A filling is a way to restore a tooth damaged by decay back to its normal function and shape. When we provide our patients with fillings we first remove the decayed tooth material, clean the affected area, and then fill the cleaned out cavity with a filling material.
By closing off spaces where bacteria can enter, a filling also helps prevent further decay. Materials used for fillings include gold, porcelain, a composite resin (tooth-colored fillings), and an amalgam (an alloy of mercury, silver, copper, tin and sometimes zinc).
No one type of filling is best for everyone. What’s right for you will be determined by the extent of the repair, whether you have allergies to certain materials, where in your mouth the filling is needed, and the cost. Considerations for different materials include:
Gold fillings are made to order in a laboratory and then cemented into place. Gold inlays are well tolerated by gum tissues, and may last more than 20 years. For these reasons, many authorities consider gold the best filling material. However, it is often the most expensive choice and requires multiple visits.
Amalgam (silver) fillings are resistant to wear and relatively inexpensive. However, due to their dark color, they are more noticeable than porcelain or composite restorations and are not usually used in very visible areas, such as front teeth.
Composite (plastic) resins are matched to be the same color as your teeth and therefore used where a natural appearance is desired. The ingredients are mixed and placed directly into the cavity, where they harden. Composites may not be the ideal material for large fillings as they may chip or wear over time. They can also become stained from coffee, tea or tobacco, and do not last as long as other types of fillings generally from three to 10 years.
Porcelain fillings are called inlays or onlays and are produced to order in a lab and then bonded to the tooth. They can be matched to the color of the tooth and resist staining. A porcelain restoration generally covers most of the tooth. They are hard wearing and look very natural. Their cost is similar to gold.
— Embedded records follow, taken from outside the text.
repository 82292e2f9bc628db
//! Append-only price-change audit log.
//!
//! One [`PriceChangeRecord`] is written per catalog price mutation,
//! before monitor matching is evaluated and regardless of whether any
//! monitor matches. The log is the reconciliation source for "what price
//! did the system see, and when".

use chrono::{DateTime, Utc};
use serde::Serialize;
use tokio::sync::RwLock;
use utoipa::ToSchema;

use super::{Money, ProductId};

/// A single recorded price mutation.
#[derive(Debug, Clone, Serialize, ToSchema)]
pub struct PriceChangeRecord {
    /// Product whose price changed.
    pub product_id: ProductId,
    /// Product display name at change time.
    pub product_name: String,
    /// Price before the change.
    pub old_price: Money,
    /// Price after the change.
    pub new_price: Money,
    /// Who committed the change (admin name or id).
    pub changed_by: String,
    /// When the change was recorded.
    pub changed_at: DateTime<Utc>,
}

/// In-memory append-only store of price changes.
///
/// Entries are only ever appended; reads return the most recent entries
/// first, bounded by the caller's limit.
#[derive(Debug, Default)]
pub struct PriceChangeLog {
    entries: RwLock<Vec<PriceChangeRecord>>,
}

impl PriceChangeLog {
    /// Creates an empty log.
    #[must_use]
    pub fn new() -> Self {
        Self::default()
    }

    /// Appends an entry, returning a copy of what was recorded.
    pub async fn append(
        &self,
        product_id: ProductId,
        product_name: String,
        old_price: Money,
        new_price: Money,
        changed_by: String,
    ) -> PriceChangeRecord {
        let record = PriceChangeRecord {
            product_id,
            product_name,
            old_price,
            new_price,
            changed_by,
            changed_at: Utc::now(),
        };
        let mut entries = self.entries.write().await;
        entries.push(record.clone());
        record
    }

    /// Returns up to `limit` entries, newest first.
    pub async fn recent(&self, limit: usize) -> Vec<PriceChangeRecord> {
        let entries = self.entries.read().await;
        entries.iter().rev().take(limit).cloned().collect()
    }

    /// Returns the total number of recorded changes.
    pub async fn len(&self) -> usize {
        self.entries.read().await.len()
    }

    /// Returns `true` if nothing has been recorded yet.
    pub async fn is_empty(&self) -> bool {
        self.entries.read().await.is_empty()
    }
}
If decay or a fracture has damaged a large portion of the tooth, a crown, or cap, may be recommended. Decay and/or fracture that has reached the nerve may require a root canal treatment (in which the damaged and infected nerve is removed) prior to the final filling or crown.
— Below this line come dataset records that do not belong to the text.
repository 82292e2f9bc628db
//! System endpoints: health check.

use axum::http::StatusCode;
use axum::response::IntoResponse;
use axum::routing::get;
use axum::{Json, Router};
use chrono::Utc;
use serde::Serialize;
use utoipa::ToSchema;

use crate::app_state::AppState;

/// Health check response.
#[derive(Debug, Serialize, ToSchema)]
pub struct HealthResponse {
    status: String,
    timestamp: String,
    version: String,
}

/// `GET /health` — Service health status.
#[utoipa::path(
    get,
    path = "/health",
    tag = "System",
    summary = "Health check",
    description = "Returns service health status, version, and current timestamp.",
    responses(
        (status = 200, description = "Service is healthy", body = HealthResponse),
    )
)]
pub async fn health_handler() -> impl IntoResponse {
    (
        StatusCode::OK,
        Json(HealthResponse {
            status: "healthy".to_string(),
            timestamp: Utc::now().to_rfc3339(),
            version: env!("CARGO_PKG_VERSION").to_string(),
        }),
    )
}

/// System routes mounted at the root level (not under /api/v1).
pub fn routes() -> Router<AppState> {
    Router::new().route("/health", get(health_handler))
}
If your dentist decides to fill a cavity, he or she will first remove the decay and clean the affected area. The cleaned-out cavity will then be filled with any of the variety of materials described above.
Only your dentist can detect whether you have a cavity that needs to be filled. During a checkup, your dentist will use a small mirror to examine the surfaces of each tooth.
Anything that looks abnormal will then be closely checked with special instruments. Your dentist may also need an X-ray to confirm a diagnosis and formulate a treatment plan. The type of treatment your dentist chooses will depend on the extent of damage caused by decay.